Портер решила, что сделает всё возможное и невозможное для того, чтобы помочь девушке выжить. Ходить она наверняка не могла, это причинило бы ей ещё больше боли. Линда села к её голове, мягко уложила её, немного сопротивляющуюся, к себе на колени, попросив девчушек смочить тряпку, и оттёрла грязь с её лица, поразившись тому, насколько черты лица незнакомки прекрасны. Роженица затихла, и из её глаз потекли слёзы от ласковых прикосновений учёной. Тёплая вода, которой та омыла её лицо, принесла облегчение. Это чувствовалось. Линда что-то пела ей — она прислушивалась, пока новые схватки не завладевали ею и она вновь не корчилась в родовых муках. Временами темноволосая девушка впадала в сон, приносивший ей успокоение, но ненадолго. Ей не хватало сил, чтобы разрешиться от бремени, и она была близка к тому, чтобы сдаться. Но потуги найденной в пустыне беременной с каждым разом проходили всё слабее и слабее. Две жрицы, приставленные Камазу, беспрестанно находились рядом, подавая воду и тряпки, успокаивая. Так прошло несколько часов, а солнце уже успело скрыться за горизонтом.

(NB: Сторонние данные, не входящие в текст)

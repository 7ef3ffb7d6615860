//! Student sign-in / profile form validation

use super::FormValidation;
use crate::models::StudentForm;
use crate::utils::errors::ValidationErrors;
use crate::utils::helpers::{is_valid_email, non_blank, is_valid_phone};

pub fn validate_student_form(form: &StudentForm) -> FormValidation {
    let mut errors = ValidationErrors::new();

    if form.name.trim().is_empty() {
        errors.add("name", "Name is required");
    }
    if form.roll_number.trim().is_empty() {
        errors.add("rollNumber", "Roll number is required");
    }
    if form.branch.trim().is_empty() {
        errors.add("branch", "Branch is required");
    }

    match form.year.trim().parse::<u8>() {
        Ok(year) if (1..=6).contains(&year) => {}
        _ => errors.add("year", "Year must be between 1 and 6"),
    }

    if form.email.trim().is_empty() {
        errors.add("email", "Email is required");
    } else if !is_valid_email(&form.email) {
        errors.add("email", "Email is not valid");
    }

    if let Some(phone) = non_blank(&form.phone) {
        if !is_valid_phone(&phone) {
            errors.add("phone", "Phone number is not valid");
        }
    }

    FormValidation::from_errors(errors)
}

#[cfg(test)]
mod tests {
    use super::*;

    #[test]
    fn test_valid_student() {
        let form = StudentForm {
            id: None,
            name: "Asha Rao".to_string(),
            roll_number: "21CS042".to_string(),
            branch: "CSE".to_string(),
            year: "3".to_string(),
            email: "asha@campus.edu".to_string(),
            phone: String::new(),
        };
        assert!(validate_student_form(&form).is_valid);
    }

    #[test]
    fn test_missing_fields() {
        let result = validate_student_form(&StudentForm::default());
        assert!(!result.is_valid);
        assert_eq!(result.errors.len(), 5);
        assert!(!result.errors.contains_key("phone"));
    }

    #[test]
    fn test_year_out_of_range() {
        let form = StudentForm {
            name: "Asha".to_string(),
            roll_number: "21CS042".to_string(),
            branch: "CSE".to_string(),
            year: "9".to_string(),
            email: "asha@campus.edu".to_string(),
            ..Default::default()
        };
        let result = validate_student_form(&form);
        assert_eq!(result.errors.keys().collect::<Vec<_>>(), vec!["year"]);
    }
}
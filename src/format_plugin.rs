//! Keeps typed text in the editor's default format and applies pending
//! formats once the text they were waiting for arrives.

use tracing::{debug, warn};

use crate::editor::{Editor, EditorPlugin, FormatContentModelOptions, Key, KeyboardEvent, PluginEvent};
use crate::model::{BlockAddress, Paragraph, Segment, SegmentFormat, SegmentFormatKey};
use crate::pending_format::{apply_default_format, apply_pending_format, collapsed_caret};

/// Segment keys the default format is enforced for.
const DEFAULT_FORMAT_KEYS: [SegmentFormatKey; 4] = [
    SegmentFormatKey::FontFamily,
    SegmentFormatKey::FontSize,
    SegmentFormatKey::TextColor,
    SegmentFormatKey::BackgroundColor,
];

/// Forces the default format for a caret paragraph regardless of what its
/// content already carries.
pub type DefaultFormatPredicate = Box<dyn Fn(&Paragraph) -> bool>;

#[derive(Default)]
pub struct FormatPluginOptions {
    pub should_apply_default_format: Option<DefaultFormatPredicate>,
}

impl FormatPluginOptions {
    pub fn with_predicate(mut self, predicate: impl Fn(&Paragraph) -> bool + 'static) -> Self {
        self.should_apply_default_format = Some(Box::new(predicate));
        self
    }
}

pub struct FormatPlugin {
    default_format: SegmentFormat,
    default_keys: Vec<SegmentFormatKey>,
    /// Caret paragraph already checked for the default format.
    last_checked: Option<BlockAddress>,
    predicate: Option<DefaultFormatPredicate>,
}

impl FormatPlugin {
    pub fn new(default_format: SegmentFormat, options: FormatPluginOptions) -> Self {
        let default_keys = DEFAULT_FORMAT_KEYS
            .into_iter()
            .filter(|key| default_format.has(*key))
            .collect();
        Self {
            default_format,
            default_keys,
            last_checked: None,
            predicate: options.should_apply_default_format,
        }
    }

    fn on_key_down(&mut self, editor: &mut Editor, event: &KeyboardEvent) {
        if event.key.is_cursor_moving() {
            editor.clear_pending_format();
            self.last_checked = None;
            return;
        }

        let produces_text = event.is_character_value()
            || event.key == Key::Process
            || (editor.environment().is_android && event.key == Key::Unidentified);
        if self.default_keys.is_empty() || !produces_text || !self.should_apply_default_format(editor) {
            return;
        }

        let default_format = self.default_format.clone();
        let pending = editor.pending_format().cloned();
        let result = editor.format_content_model(
            |model, context| apply_default_format(model, context, &default_format, pending.as_ref()),
            FormatContentModelOptions::new("applyDefaultFormat"),
        );
        if let Err(error) = result {
            warn!(%error, "default format not applied");
        }
    }

    /// Checks each caret paragraph once until the caret is moved away or
    /// the content changes.
    fn should_apply_default_format(&mut self, editor: &Editor) -> bool {
        let model = editor.model();
        let Some(point) = collapsed_caret(model) else {
            return false;
        };
        if self.last_checked.as_ref() == Some(&point.paragraph) {
            return false;
        }
        self.last_checked = Some(point.paragraph.clone());

        let (Some(paragraph), Some(marker)) = (point.paragraph(model), point.marker(model)) else {
            return false;
        };
        if let Some(predicate) = &self.predicate
            && predicate(paragraph)
        {
            return true;
        }
        !self.default_keys.iter().all(|key| ambient_has(paragraph, marker, *key))
    }

    fn check_and_apply_pending_format(&self, editor: &mut Editor, data: Option<&str>) {
        let (Some(data), Some(format)) = (data.filter(|data| !data.is_empty()), editor.pending_format().cloned())
        else {
            return;
        };
        let result = editor.format_content_model(
            |model, context| apply_pending_format(model, context, data, &format),
            FormatContentModelOptions::new("applyPendingFormat"),
        );
        match result {
            Ok(applied) => debug!(applied, "pending format checked against input"),
            Err(error) => warn!(%error, "pending format not applied"),
        }
        editor.clear_pending_format();
    }
}

/// Whether `key` is set anywhere the caret inherits formatting from.
fn ambient_has(paragraph: &Paragraph, marker: &Segment, key: SegmentFormatKey) -> bool {
    marker.format.has(key)
        || marker.link.as_ref().is_some_and(|link| link.format.has(key))
        || marker.code.as_ref().is_some_and(|code| code.format.has(key))
        || paragraph.segment_format.as_ref().is_some_and(|format| format.has(key))
}

impl EditorPlugin for FormatPlugin {
    fn name(&self) -> &str {
        "Format"
    }

    fn on_plugin_event(&mut self, editor: &mut Editor, event: &PluginEvent) {
        match event {
            PluginEvent::KeyDown(key) => self.on_key_down(editor, key),
            PluginEvent::Input { data } => self.check_and_apply_pending_format(editor, data.as_deref()),
            PluginEvent::CompositionEnd { data } => self.check_and_apply_pending_format(editor, Some(data.as_str())),
            PluginEvent::MouseUp | PluginEvent::ContentChanged(_) => {
                self.last_checked = None;
                editor.retain_pending_format();
            }
            PluginEvent::EditorReady
            | PluginEvent::BeforeDispose
            | PluginEvent::SelectionChanged(_) => {}
        }
    }
}

#[cfg(test)]
mod tests {
    use super::*;
    use crate::editor::EditorOptions;
    use crate::model::{BlockGroup, GroupPath};
    use crate::selection::DomPosition;

    fn arial() -> SegmentFormat {
        SegmentFormat {
            font_family: Some("Arial".to_string()),
            ..SegmentFormat::default()
        }
    }

    fn plain_doc() -> BlockGroup {
        BlockGroup::document().with_block(
            Paragraph::new().with_segments(vec![Segment::text("ab"), Segment::marker(SegmentFormat::default())]),
        )
    }

    #[test]
    fn only_set_default_keys_are_enforced() {
        let plugin = FormatPlugin::new(
            SegmentFormat {
                font_weight: Some("bold".to_string()),
                ..arial()
            },
            FormatPluginOptions::default(),
        );

        assert_eq!(plugin.default_keys, vec![SegmentFormatKey::FontFamily]);
    }

    #[test]
    fn typing_without_ambient_font_captures_default() {
        let mut editor = Editor::new(EditorOptions::default().with_default_format(arial()).with_model(plain_doc()));

        let mut plugin = FormatPlugin::new(arial(), FormatPluginOptions::default());
        plugin.on_key_down(&mut editor, &KeyboardEvent::character('x'));

        assert_eq!(editor.pending_format(), Some(&arial()));
        let position = editor.pending_format_state().position().cloned();
        assert_eq!(position, Some(DomPosition::new(BlockAddress::new(GroupPath::root(), 0), 2)));
    }

    #[test]
    fn paragraph_is_checked_once() {
        let mut editor = Editor::new(EditorOptions::default().with_model(plain_doc()));
        let mut plugin = FormatPlugin::new(arial(), FormatPluginOptions::default());

        assert!(plugin.should_apply_default_format(&editor));
        assert!(!plugin.should_apply_default_format(&editor));

        plugin.on_key_down(&mut editor, &KeyboardEvent::new(Key::ArrowLeft));
        assert!(plugin.should_apply_default_format(&editor));
    }

    #[test]
    fn ambient_format_satisfies_defaults() {
        let model = BlockGroup::document().with_block(
            Paragraph::new()
                .with_segment(Segment::marker(SegmentFormat::default()))
                .with_segment_format(arial()),
        );
        let editor = Editor::new(EditorOptions::default().with_model(model));
        let mut plugin = FormatPlugin::new(arial(), FormatPluginOptions::default());

        assert!(!plugin.should_apply_default_format(&editor));
    }

    #[test]
    fn predicate_forces_default_format() {
        let model = BlockGroup::document().with_block(
            Paragraph::new()
                .with_segment(Segment::marker(arial()))
                .with_decorator("h1", SegmentFormat::default()),
        );
        let editor = Editor::new(EditorOptions::default().with_model(model));
        let mut plugin = FormatPlugin::new(
            arial(),
            FormatPluginOptions::default().with_predicate(|paragraph| paragraph.heading_level().is_some()),
        );

        assert!(plugin.should_apply_default_format(&editor));
    }

    #[test]
    fn control_chords_do_not_capture() {
        let mut editor = Editor::new(EditorOptions::default().with_model(plain_doc()));
        let mut plugin = FormatPlugin::new(arial(), FormatPluginOptions::default());

        plugin.on_key_down(&mut editor, &KeyboardEvent::character('b').with_ctrl());

        assert_eq!(editor.pending_format(), None);
    }
}
//! Editing core of a rich-text editor built on a typed content model.
//!
//! The [`model`] is a tree of blocks and segments with the selection stored
//! inline. [`editing`] transforms it, [`format_state`] summarizes the
//! selection for a toolbar, and [`editor::Editor`] ties both to plugins and a
//! caret-level pending format.

pub mod commands;
pub mod convert;
pub mod editing;
pub mod editor;
pub mod error;
pub mod format_plugin;
pub mod format_state;
pub mod metadata;
pub mod model;
pub mod pending_format;
pub mod selection;

pub use editor::{Editor, EditorOptions};
pub use error::EditorError;
pub use format_state::{ConflictSolution, FormatState, retrieve_model_format_state};
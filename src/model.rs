//! The content model: a parent-pointer free tree of block groups, blocks
//! and segments.
//!
//! Nodes never know their parents. Traversals carry an explicit ancestor
//! stack and mutations address nodes through the index paths in [`path`].

use std::collections::BTreeMap;

pub mod format;
pub mod path;

pub use format::{
    BlockFormat, BlockFormatKey, ImageFormat, ListLevelFormat, SegmentFormat, SegmentFormatKey,
    TableCellFormat, TableFormat,
};
pub use path::{BlockAddress, GroupPath, PathStep, SegmentLocation};

/// String keyed side data, the equivalent of `data-*` attributes.
pub type Dataset = BTreeMap<String, String>;

#[derive(Clone, Copy, Debug, PartialEq, Eq, Hash)]
pub enum BlockGroupType {
    Document,
    General,
    FormatContainer,
    ListItem,
    TableCell,
}

/// A container of blocks. The root of every model is a block group of kind
/// [`BlockGroupKind::Document`].
#[derive(Clone, Debug, PartialEq)]
pub struct BlockGroup {
    pub kind: BlockGroupKind,
    pub blocks: Vec<Block>,
}

#[derive(Clone, Debug, PartialEq)]
pub enum BlockGroupKind {
    Document(DocumentProps),
    General(GeneralProps),
    FormatContainer(FormatContainerProps),
    ListItem(ListItemProps),
    TableCell(TableCellProps),
}

#[derive(Clone, Debug, Default, PartialEq)]
pub struct DocumentProps {
    /// Default segment format of the whole document.
    pub format: SegmentFormat,
}

#[derive(Clone, Debug, Default, PartialEq)]
pub struct GeneralProps {
    pub tag: String,
    pub format: BlockFormat,
    pub is_selected: bool,
}

#[derive(Clone, Debug, Default, PartialEq)]
pub struct FormatContainerProps {
    /// `blockquote`, `pre`, `div` ...
    pub tag: String,
    pub format: BlockFormat,
}

#[derive(Clone, Debug, PartialEq)]
pub struct ListItemProps {
    pub levels: Vec<ListLevel>,
    /// Carries the list level format (bullet color, number font). Always a
    /// selection-marker shaped segment and never visible content.
    pub format_holder: Segment,
    pub format: BlockFormat,
}

#[derive(Clone, Debug, Default, PartialEq)]
pub struct TableCellProps {
    pub format: TableCellFormat,
    pub span_left: bool,
    pub span_above: bool,
    pub is_header: bool,
    pub is_selected: bool,
    pub dataset: Dataset,
}

#[derive(Clone, Copy, Debug, PartialEq, Eq)]
pub enum ListType {
    Ordered,
    Unordered,
}

#[derive(Clone, Debug, PartialEq)]
pub struct ListLevel {
    pub list_type: ListType,
    pub format: ListLevelFormat,
    pub dataset: Dataset,
}

#[derive(Clone, Debug, PartialEq)]
pub enum Block {
    Paragraph(Paragraph),
    Table(Table),
    Divider(Divider),
    Entity(Entity),
    BlockGroup(BlockGroup),
}

#[derive(Clone, Debug, Default, PartialEq)]
pub struct Paragraph {
    pub segments: Vec<Segment>,
    pub format: BlockFormat,
    /// Ambient character format applied by the paragraph element itself.
    pub segment_format: Option<SegmentFormat>,
    pub decorator: Option<Decorator>,
    pub is_implicit: bool,
}

/// Heading or other paragraph level tag (`h1`..`h6`, `pre`, `p`).
#[derive(Clone, Debug, Default, PartialEq)]
pub struct Decorator {
    pub tag_name: String,
    pub format: SegmentFormat,
}

#[derive(Clone, Debug, Default, PartialEq)]
pub struct Table {
    pub rows: Vec<TableRow>,
    pub widths: Vec<f64>,
    pub format: TableFormat,
    pub dataset: Dataset,
}
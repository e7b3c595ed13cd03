//! Conversion between FTML documents and content models.
//!
//! FTML has no tables, dividers, images or entities. Table cells are
//! flattened into their paragraphs on the way out; the rest is dropped.
//! Nested lists become flat list items with deeper level stacks, and
//! checklists become bullet levels carrying a `checked` dataset entry.

use tdoc::{ChecklistItem, Document, InlineStyle, Paragraph as DocParagraph, ParagraphType, Span as DocSpan};
use tracing::trace;

use crate::editing::normalize_content_model;
use crate::model::{
    Block, BlockGroup, Code, ListLevel, ListType, Paragraph, Segment, SegmentFormat, SegmentKind,
};

/// Dataset key marking a list level as a checklist.
pub const CHECKED_KEY: &str = "checked";

const HIGHLIGHT_COLOR: &str = "yellow";

#[derive(Clone, Copy, Debug, PartialEq, Eq)]
enum ListKind {
    Ordered,
    Unordered,
    Checklist,
}

// ============================================================================
// FTML to model
// ============================================================================

pub fn model_from_document(document: &Document) -> BlockGroup {
    let mut model = BlockGroup::document();
    model.blocks = read_paragraphs(&document.paragraphs);
    if model.blocks.is_empty() {
        model.blocks.push(Paragraph::new().with_segment(Segment::br()).into());
    }
    normalize_content_model(&mut model);
    model
}

fn read_paragraphs(paragraphs: &[DocParagraph]) -> Vec<Block> {
    let mut blocks = Vec::new();
    for paragraph in paragraphs {
        read_paragraph(paragraph, &[], &mut blocks);
    }
    blocks
}

fn read_paragraph(paragraph: &DocParagraph, levels: &[ListLevel], blocks: &mut Vec<Block>) {
    match paragraph.paragraph_type() {
        ParagraphType::Header1 => blocks.push(text_paragraph(paragraph.content(), Some("h1")).into()),
        ParagraphType::Header2 => blocks.push(text_paragraph(paragraph.content(), Some("h2")).into()),
        ParagraphType::Header3 => blocks.push(text_paragraph(paragraph.content(), Some("h3")).into()),
        ParagraphType::CodeBlock => {
            let mut code = text_paragraph(paragraph.content(), None);
            for segment in &mut code.segments {
                if matches!(segment.kind, SegmentKind::Text(_)) {
                    segment.code = Some(Code::default());
                }
            }
            blocks.push(BlockGroup::format_container("pre").with_block(code).into());
        }
        ParagraphType::Quote => {
            let quote = BlockGroup::format_container("blockquote").with_blocks(read_paragraphs(paragraph.children()));
            blocks.push(quote.into());
        }
        ParagraphType::UnorderedList | ParagraphType::OrderedList => {
            let list_type = if paragraph.paragraph_type() == ParagraphType::OrderedList {
                ListType::Ordered
            } else {
                ListType::Unordered
            };
            let mut item_levels = levels.to_vec();
            item_levels.push(ListLevel::new(list_type));
            for entry in paragraph.entries() {
                read_entry(entry, &item_levels, blocks);
            }
        }
        ParagraphType::Checklist => {
            for item in paragraph.checklist_items() {
                read_checklist_item(item, levels, blocks);
            }
        }
        _ => blocks.push(text_paragraph(paragraph.content(), None).into()),
    }
}

/// One list entry becomes one list item; lists nested in the entry follow
/// it as deeper items.
fn read_entry(entry: &[DocParagraph], levels: &[ListLevel], blocks: &mut Vec<Block>) {
    let mut item = BlockGroup::list_item(levels.to_vec(), SegmentFormat::default());
    let mut nested = Vec::new();
    for paragraph in entry {
        if is_list(paragraph) {
            read_paragraph(paragraph, levels, &mut nested);
        } else {
            read_paragraph(paragraph, &[], &mut item.blocks);
        }
    }
    if item.blocks.is_empty() {
        item.blocks.push(Paragraph::new().with_segment(Segment::br()).into());
    }
    blocks.push(item.into());
    blocks.extend(nested);
}

fn read_checklist_item(item: &ChecklistItem, levels: &[ListLevel], blocks: &mut Vec<Block>) {
    let mut level = ListLevel::new(ListType::Unordered);
    level.dataset.insert(CHECKED_KEY.to_string(), item.checked.to_string());
    let mut item_levels = levels.to_vec();
    item_levels.push(level);

    let group = BlockGroup::list_item(item_levels.clone(), SegmentFormat::default())
        .with_block(text_paragraph(&item.content, None));
    blocks.push(group.into());
    for child in &item.children {
        read_checklist_item(child, &item_levels, blocks);
    }
}

fn is_list(paragraph: &DocParagraph) -> bool {
    matches!(
        paragraph.paragraph_type(),
        ParagraphType::UnorderedList | ParagraphType::OrderedList | ParagraphType::Checklist
    )
}

fn text_paragraph(spans: &[DocSpan], heading: Option<&str>) -> Paragraph {
    let mut segments = Vec::new();
    read_spans(spans, &SegmentFormat::default(), None, false, &mut segments);
    let mut paragraph = Paragraph::new().with_segments(segments);
    if let Some(tag) = heading {
        paragraph = paragraph.with_decorator(tag, SegmentFormat::bold());
    }
    if paragraph.segments.is_empty() {
        paragraph.segments.push(Segment::br());
    }
    paragraph
}

fn read_spans(spans: &[DocSpan], format: &SegmentFormat, link: Option<&str>, code: bool, out: &mut Vec<Segment>) {
    for span in spans {
        let mut format = format.clone();
        let mut link = link.map(str::to_string);
        let mut code = code;
        match span.style {
            InlineStyle::Bold => format.font_weight = Some("bold".to_string()),
            InlineStyle::Italic => format.italic = Some(true),
            InlineStyle::Underline => format.underline = Some(true),
            InlineStyle::Strike => format.strikethrough = Some(true),
            InlineStyle::Highlight => format.background_color = Some(HIGHLIGHT_COLOR.to_string()),
            InlineStyle::Code => code = true,
            InlineStyle::Link => link = span.link_target.clone().or(link),
            _ => {}
        }

        for (index, line) in span.text.split('\n').enumerate() {
            if index > 0 {
                out.push(Segment::br());
            }
            if line.is_empty() {
                continue;
            }
            let mut segment = Segment::text(line).with_format(format.clone());
            if let Some(href) = &link {
                segment = segment.with_link(href.clone());
            }
            if code {
                segment.code = Some(Code::default());
            }
            out.push(segment);
        }
        read_spans(&span.children, &format, link.as_deref(), code, out);
    }
}

// ============================================================================
// Model to FTML
// ============================================================================

pub fn document_from_model(model: &BlockGroup) -> Document {
    Document::new().with_paragraphs(write_blocks(&model.blocks))
}

fn write_blocks(blocks: &[Block]) -> Vec<DocParagraph> {
    let mut output = Vec::new();
    let mut index = 0;
    while index < blocks.len() {
        if list_depth(&blocks[index]) == 0 {
            write_block(&blocks[index], &mut output);
            index += 1;
            continue;
        }
        let start = index;
        while index < blocks.len() && list_depth(&blocks[index]) > 0 {
            index += 1;
        }
        let items: Vec<&BlockGroup> = blocks[start..index].iter().filter_map(Block::as_group).collect();
        output.extend(write_list_run(&items, 0));
    }
    output
}

fn write_block(block: &Block, output: &mut Vec<DocParagraph>) {
    match block {
        Block::Paragraph(paragraph) => output.push(write_paragraph(paragraph)),
        Block::BlockGroup(group) => match group.format_container_tag() {
            Some("blockquote") => output.push(DocParagraph::new_quote().with_children(write_blocks(&group.blocks))),
            Some("pre") => {
                let code = group
                    .blocks
                    .iter()
                    .filter_map(Block::as_paragraph)
                    .map(|paragraph| paragraph.text().trim_end_matches('\n').to_string())
                    .collect::<Vec<_>>()
                    .join("\n");
                output.push(DocParagraph::new(ParagraphType::CodeBlock).with_content(vec![DocSpan::new_text(code)]));
            }
            _ => output.extend(write_blocks(&group.blocks)),
        },
        Block::Table(table) => {
            for row in &table.rows {
                for cell in &row.cells {
                    output.extend(write_blocks(&cell.blocks));
                }
            }
        }
        Block::Divider(_) | Block::Entity(_) => trace!("block has no FTML counterpart"),
    }
}

fn write_paragraph(paragraph: &Paragraph) -> DocParagraph {
    let paragraph_type = match paragraph.heading_level() {
        Some(1) => ParagraphType::Header1,
        Some(2) => ParagraphType::Header2,
        Some(_) => ParagraphType::Header3,
        None => ParagraphType::Text,
    };
    DocParagraph::new(paragraph_type).with_content(write_segments(paragraph))
}

fn write_segments(paragraph: &Paragraph) -> Vec<DocSpan> {
    let last_content = paragraph.segments.iter().rposition(|segment| !segment.is_marker());
    paragraph
        .segments
        .iter()
        .enumerate()
        .filter(|(index, segment)| !(segment.is_br() && Some(*index) == last_content))
        .filter_map(|(_, segment)| write_segment(segment))
        .collect()
}

/// One span per segment, with one nested span per inline style.
fn write_segment(segment: &Segment) -> Option<DocSpan> {
    let text = match &segment.kind {
        SegmentKind::Text(text) => text.clone(),
        SegmentKind::Br => "\n".to_string(),
        _ => return None,
    };

    let format = &segment.format;
    let mut styles: Vec<(InlineStyle, Option<String>)> = Vec::new();
    if let Some(link) = &segment.link {
        styles.push((InlineStyle::Link, Some(link.href.clone())));
    }
    if format.is_bold() {
        styles.push((InlineStyle::Bold, None));
    }
    if format.italic == Some(true) {
        styles.push((InlineStyle::Italic, None));
    }
    if format.underline == Some(true) {
        styles.push((InlineStyle::Underline, None));
    }
    if format.strikethrough == Some(true) {
        styles.push((InlineStyle::Strike, None));
    }
    if format.background_color.is_some() {
        styles.push((InlineStyle::Highlight, None));
    }
    if segment.code.is_some() {
        styles.push((InlineStyle::Code, None));
    }

    let mut styles = styles.into_iter().rev();
    let mut span = DocSpan::new_text(text);
    if let Some((style, target)) = styles.next() {
        span.style = style;
        span.link_target = target;
    }
    for (style, target) in styles {
        let mut outer = DocSpan::new_text("");
        outer.style = style;
        outer.link_target = target;
        outer.children = vec![span];
        span = outer;
    }
    Some(span)
}

fn list_depth(block: &Block) -> usize {
    block
        .as_group()
        .and_then(BlockGroup::as_list_item)
        .map_or(0, |props| props.levels.len())
}

fn depth_of(item: &BlockGroup) -> usize {
    item.as_list_item().map_or(0, |props| props.levels.len())
}

fn level_at(item: &BlockGroup, depth: usize) -> Option<&ListLevel> {
    let levels = &item.as_list_item()?.levels;
    levels.get(depth).or(levels.last())
}

fn list_kind(item: &BlockGroup, depth: usize) -> ListKind {
    match level_at(item, depth) {
        Some(level) if level.dataset.contains_key(CHECKED_KEY) => ListKind::Checklist,
        Some(level) if level.list_type == ListType::Ordered => ListKind::Ordered,
        _ => ListKind::Unordered,
    }
}

fn is_checked(item: &BlockGroup, depth: usize) -> bool {
    level_at(item, depth)
        .and_then(|level| level.dataset.get(CHECKED_KEY))
        .is_some_and(|checked| checked == "true")
}

/// Writes consecutive list items that share a level at `depth` as lists.
/// Deeper items stay with the entry they follow.
fn write_list_run(items: &[&BlockGroup], depth: usize) -> Vec<DocParagraph> {
    let mut output = Vec::new();
    let mut index = 0;
    while index < items.len() {
        let kind = list_kind(items[index], depth);
        let start = index;
        index += 1;
        while index < items.len() && (depth_of(items[index]) > depth + 1 || list_kind(items[index], depth) == kind) {
            index += 1;
        }
        let run = &items[start..index];
        output.push(match kind {
            ListKind::Checklist => DocParagraph::new_checklist().with_checklist_items(write_checklist(run, depth)),
            ListKind::Ordered => DocParagraph::new_ordered_list().with_entries(write_entries(run, depth)),
            ListKind::Unordered => DocParagraph::new_unordered_list().with_entries(write_entries(run, depth)),
        });
    }
    output
}

/// Splits `run` into items at `depth`, each followed by its deeper items.
fn split_entries<'a, 'b>(run: &'b [&'a BlockGroup], depth: usize) -> Vec<(&'a BlockGroup, &'b [&'a BlockGroup])> {
    let mut entries = Vec::new();
    let mut index = 0;
    while index < run.len() {
        let item = run[index];
        index += 1;
        let start = index;
        while index < run.len() && depth_of(run[index]) > depth + 1 {
            index += 1;
        }
        entries.push((item, &run[start..index]));
    }
    entries
}

fn write_entries(run: &[&BlockGroup], depth: usize) -> Vec<Vec<DocParagraph>> {
    split_entries(run, depth)
        .into_iter()
        .map(|(item, deeper)| {
            let mut entry = write_blocks(&item.blocks);
            entry.extend(write_list_run(deeper, depth + 1));
            entry
        })
        .collect()
}

fn write_checklist(run: &[&BlockGroup], depth: usize) -> Vec<ChecklistItem> {
    split_entries(run, depth)
        .into_iter()
        .map(|(item, deeper)| {
            let content = item
                .blocks
                .iter()
                .find_map(Block::as_paragraph)
                .map(write_segments)
                .unwrap_or_default();
            let mut entry = ChecklistItem::new(is_checked(item, depth)).with_content(content);
            entry.children = write_checklist(deeper, depth + 1);
            entry
        })
        .collect()
}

Когда в очередной раз слепая не отозвалась на схватки, Линда, помогавшая ей, громко прокричала, пытаясь достучаться до её сознания:
— Что бы ни случилось с тобой в прошлом, не сдавайся сейчас, у тебя есть шанс подарить жизнь тому, кто будет любить тебя крепче всего, потому что нет уз сильнее и надёжнее, чем матери и ребёнка, и любовь его безусловна к тебе, что бы ни было потом между вами, — Линде хотелось разреветься, она гладила девушку по выпуклому животу, пытаясь хоть как-то простимулировать, чувствуя по движениям изнутри, что ребёнок хочет жить.